AI doesn’t have all the answers yet: User experience is a big missing piece

Seeking a middle ground

The key seems to be to speak to the AI as if it’s a character, always remembering that it’s fictional. Interactions with an AI should be the mental equivalent of speaking with a character in a movie – where the responses are accurate to that character’s world. But that world is still recognizable as one where normal linguistic and social rules apply.

AI writer and researcher Simon Willison spoke about his own evolution of prompting in the October ARS Technica article about using caps in prompting.

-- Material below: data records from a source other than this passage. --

mod achievements;
mod animation;
mod bird;
mod collision;
mod config;
mod game;
mod gui;
mod input_system;
mod lifecycle;
mod obstacles;
mod particle;
mod pipe;
mod save;
mod skin;
mod sound;
mod sprite;
mod text;
mod ui;

use config::{GameConfig, CONFIG_PATH};
use game::rendering::Screens;
use game::{Game, GameTextures};
use input_system::InputSystem;
use rand::rngs::StdRng;
use rand::SeedableRng;
use save::SaveManager;
use sdl2::image::LoadSurface;
use sdl2::surface::Surface;
use sound::RodioSound;
use sprite::{load_texture, BirdSprites};
use std::path::Path;
use std::time::{Duration, Instant};
use tracing_subscriber::filter::Directive;
use tracing_subscriber::{fmt, prelude::*, EnvFilter};

const IMAGE_DIR: &str = "assets/img";
const SOUND_DIR: &str = "assets/sound";

fn init_logging() -> Result<(), String> {
    let directive: Directive = "flappy=info"
        .parse()
        .map_err(|e| format!("Bad log directive: {}", e))?;
    tracing_subscriber::registry()
        .with(fmt::layer())
        .with(EnvFilter::from_default_env().add_directive(directive))
        .init();
    Ok(())
}

/// Largest scale (at most 1) at which the logical screen fits the desktop
fn calculate_window_scale(video_subsystem: &sdl2::VideoSubsystem, config: &GameConfig) -> f32 {
    match video_subsystem.desktop_display_mode(0) {
        Ok(display_mode) => {
            // Leave 10% margin for taskbars/decorations
            let usable_w = display_mode.w as f32 * 0.9;
            let usable_h = display_mode.h as f32 * 0.9;

            let scale_w = usable_w / config.screen.width as f32;
            let scale_h = usable_h / config.screen.height as f32;

            scale_w.min(scale_h).clamp(0.25, 1.0)
        }
        Err(e) => {
            tracing::warn!("Could not detect monitor size, using native size: {}", e);
            1.0
        }
    }
}

fn main() -> Result<(), String> {
    init_logging()?;
    tracing::info!("Starting Flappy Bird");

    let config = GameConfig::load_or_default(CONFIG_PATH)?;
    let image_dir = Path::new(IMAGE_DIR);

    let sdl_context = sdl2::init()?;
    let video_subsystem = sdl_context.video()?;
    let _image_context = sdl2::image::init(sdl2::image::InitFlag::PNG)?;

    let window_scale = calculate_window_scale(&video_subsystem, &config);
    let window_width = (config.screen.width as f32 * window_scale) as u32;
    let window_height = (config.screen.height as f32 * window_scale) as u32;
    tracing::info!("Window {}x{} (scale {:.2})", window_width, window_height, window_scale);

    let mut window = video_subsystem
        .window("Flappy Bird", window_width, window_height)
        .position_centered()
        .build()
        .map_err(|e| e.to_string())?;

    let icon_path = image_dir.join("yellow").join("bird1.png");
    let icon = Surface::from_file(&icon_path)
        .map_err(|e| format!("Failed to load icon {}: {}", icon_path.display(), e))?;
    window.set_icon(icon);

    let mut canvas = window.into_canvas().build().map_err(|e| e.to_string())?;

    // Set logical size for automatic scaling
    canvas
        .set_logical_size(config.screen.width, config.screen.height)
        .map_err(|e| e.to_string())?;

    let texture_creator = canvas.texture_creator();
    let mut event_pump = sdl_context.event_pump()?;

    let bird_sprites = BirdSprites::load(&texture_creator, image_dir)?;
    let background = load_texture(&texture_creator, &image_dir.join("bg.png"))?;
    let ground = load_texture(&texture_creator, &image_dir.join("ground.png"))?;
    let pipe = load_texture(&texture_creator, &image_dir.join("pipe.png"))?;
    let restart = load_texture(&texture_creator, &image_dir.join("restart.png"))?;

    let bird_size = bird_sprites.frame_size()?;
    let pipe_query = pipe.query();
    let textures = GameTextures {
        birds: &bird_sprites,
        background: &background,
        ground: &ground,
        pipe: &pipe,
        restart: &restart,
    };

    let mut sound = RodioSound::load(Path::new(SOUND_DIR))?;

    let store = SaveManager::open(SaveManager::default_directory());
    tracing::info!("Profile directory: {}", store.directory().display());

    let frame_duration = Duration::from_secs_f64(1.0 / config.screen.fps as f64);
    let mut game = Game::new(
        config,
        store,
        StdRng::from_entropy(),
        bird_size,
        (pipe_query.width, pipe_query.height),
    );
    let screens = Screens::new(&game.layout);
    let mut input_system = InputSystem::new();

    let start = Instant::now();
    loop {
        let frame_start = Instant::now();

        let input = input_system.poll(&mut event_pump);
        if input.quit {
            break;
        }

        let now = start.elapsed().as_millis() as u64;
        game.tick(&input, now, &mut sound);
        game.render(&mut canvas, &textures, &screens, now)?;
        canvas.present();

        // Sleep off the rest of the tick
        if let Some(remaining) = frame_duration.checked_sub(frame_start.elapsed()) {
            std::thread::sleep(remaining);
        }
    }

    tracing::info!("Quit with high score {}", game.session.high_score);
    Ok(())
}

In it, Willison confessed that he initially avoided being polite to large language models but he has since reversed his stance.

“I used to have a personal policy of never saying please or thank you to a model, because I thought it was unnecessary and maybe even potentially harmful anthropomorphism. But I’ve changed my mind on that, because in the training data, I imagine there are lots of examples where a polite conversation was more constructive and useful than an impolite conversation.”

Ultimately, that’s the reason for success in using a more personable prompt: you catch more flies with honey. And if models are truly learning that being kind and supportive are improved paths to success, maybe we can hope for a more positive, polite internet over time.

If nothing else, hopefully it means that a future sentient AI will respond to a “please” when we beg for our lives.